Hydrodynamic transfections were performed on BALB/c mice as described elsewhere²⁵. Briefly, 20 µg of each luciferase-expressing plasmid in sterilized saline (volume equivalent to 9% bodyweight of the treated mouse) was injected into restrained mice via the tail vein over 4–8 sec. Mice were allowed to recover on heat pads and were monitored until their breathing rate returned to normal. Bioluminescence images were acquired at 12 h post-injection. d-luciferin or AkaLumine-HCl at the indicated dose was dissolved in 100 µL PBS and intraperitoneally injected into FLuc-transfected mice. Prior to intraperitoneal injections of CTZ analogs to teLuc, Antares, or Antares2 transfected mice, the indicated dose of DTZ or furimazine was dissolved in a 100 µL solution containing 8% glycerol, 10% ethanol, 10% hydroxypropyl-β-cyclodextrin, and 35% PEG 400 in water. To inject 3.3 µmol DTZ or furimazine, the total volumes were increased to 500 µL. The luminescence dark box (Stanford Photonics) equipped with a Pixis 1024B cooled CCD camera was again used to image anesthetized mice with a 1-min exposure per frame over a course of 10 min. The Fiji image analysis software²¹ was used to process images and derive integrated intensities.

Bioluminescence imaging of intravenously injected HEK 293T cells

At 48 h after transfection, one million HEK 293T cells expressing luciferases were trypsinized, pelleted, and resuspended in 100 µL PBS. Cells expressing teLuc, Antares, or Antares2 were combined with the same number of cells expressing FLuc and injected into the tail vein of BALB/c mice placed in a restrainer. Mice were recovered for 5 h, anaesthetized, intraperitoneally injected with 3.3 µmol d-luciferin, and immediately imaged with a 1-min exposure per frame over a course of 20 min. Mice were kept under isoflurane anesthesia on a heat pad during imaging.
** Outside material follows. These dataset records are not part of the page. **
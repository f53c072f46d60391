//! Findings for a categorical column against a continuous one.

/// Placeholder narrative. Group-level findings for this pairing are not
/// modelled yet; only the significance sentence carries information.
pub fn categorical_vs_continuous() -> String {
    "Coming soon".to_string()
}

#[cfg(test)]
mod tests {
    use super::*;

    #[test]
    fn placeholder_text() {
        assert_eq!(categorical_vs_continuous(), "Coming soon");
    }
}
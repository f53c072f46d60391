use std::path::PathBuf;

use anyhow::Result;
use insight_classify::{Classification, classify_columns};
use insight_cli::run::{OutputTarget, RunConfig, RunResult, profile_dataset, run_analysis};
use insight_ingest::ProfilerOptions;
use insight_model::{ColumnProfile, PipelineOptions};
use insight_report::{ReportFormat, WriteMode};
use tracing::info_span;

use crate::cli::{AnalyzeArgs, ClassifyArgs, ProfileArgs, ReportFormatArg};

/// Profiles and classification of one dataset, without pair tests.
pub struct ProfileResult {
    pub input: PathBuf,
    pub rows: usize,
    pub profiles: Vec<ColumnProfile>,
    pub classification: Classification,
}

pub fn run_analyze(args: &AnalyzeArgs) -> Result<RunResult> {
    let mut pipeline = pipeline_options(&args.classify)
        .with_siglvl(args.siglvl)
        .with_only_significant(args.only_significant);
    if let Some(id) = &args.dataset_id {
        pipeline = pipeline.with_dataset_id(id.clone());
    }
    if let Some(date) = &args.run_date {
        pipeline = pipeline.with_run_date(date.clone());
    }

    let output = args.output.clone().map(|path| {
        let mode = if args.append {
            WriteMode::Append
        } else {
            WriteMode::Replace
        };
        OutputTarget::new(path, args.format.map(report_format), mode)
    });

    let config = RunConfig {
        input: args.input.clone(),
        pipeline,
        profiler: profiler_options(&args.classify),
        output,
    };
    run_analysis(&config)
}

pub fn run_profile(args: &ProfileArgs) -> Result<ProfileResult> {
    let _span = info_span!("profile_command", input = %args.input.display()).entered();
    let dataset = profile_dataset(&args.input, profiler_options(&args.classify))?;
    let classification =
        classify_columns(&dataset.profiles, &pipeline_options(&args.classify).classifier());
    Ok(ProfileResult {
        input: args.input.clone(),
        rows: dataset.data.height(),
        profiles: dataset.profiles,
        classification,
    })
}

fn pipeline_options(args: &ClassifyArgs) -> PipelineOptions {
    PipelineOptions::default()
        .with_categorical_as_ints(args.categorical_as_ints)
        .with_min_samples(args.min_samples)
}

fn profiler_options(args: &ClassifyArgs) -> ProfilerOptions {
    ProfilerOptions::default().with_correlation_threshold(args.correlation_threshold)
}

fn report_format(arg: ReportFormatArg) -> ReportFormat {
    match arg {
        ReportFormatArg::Csv => ReportFormat::Csv,
        ReportFormatArg::Json => ReportFormat::Json,
    }
}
After the diminishing of the FLuc bioluminescence, 0.3 µmol DTZ or furimazine was intraperitoneally injected. Again, mice were imaged with a 1-min exposure per frame over a course of 20 min. The images were processed using the Fiji image analysis software²¹ and the frames with highest signals in individual experiments were used for comparison.

Statistical analysis

Unpaired two-tailed t-tests were used to determine all P values. No statistical methods were used to pre-determine the sample size. No sample was excluded from data analysis, and no blinding was employed. Animals were randomly assigned to receive various treatments. Unless otherwise indicated, data are shown as mean ± s.d., and error bars in figures represent s.d.

Data availability

The gene sequences for teLuc, yeLuc, and Antares2 have been deposited to GenBank under the accession numbers KX963378, KX963379, and KY474379, respectively. The plasmids for teLuc (Plasmid #100026) and Antares2 (Plasmid #100027) have been deposited to Addgene. Materials, associated protocols, and other supporting data are available from the corresponding author upon request.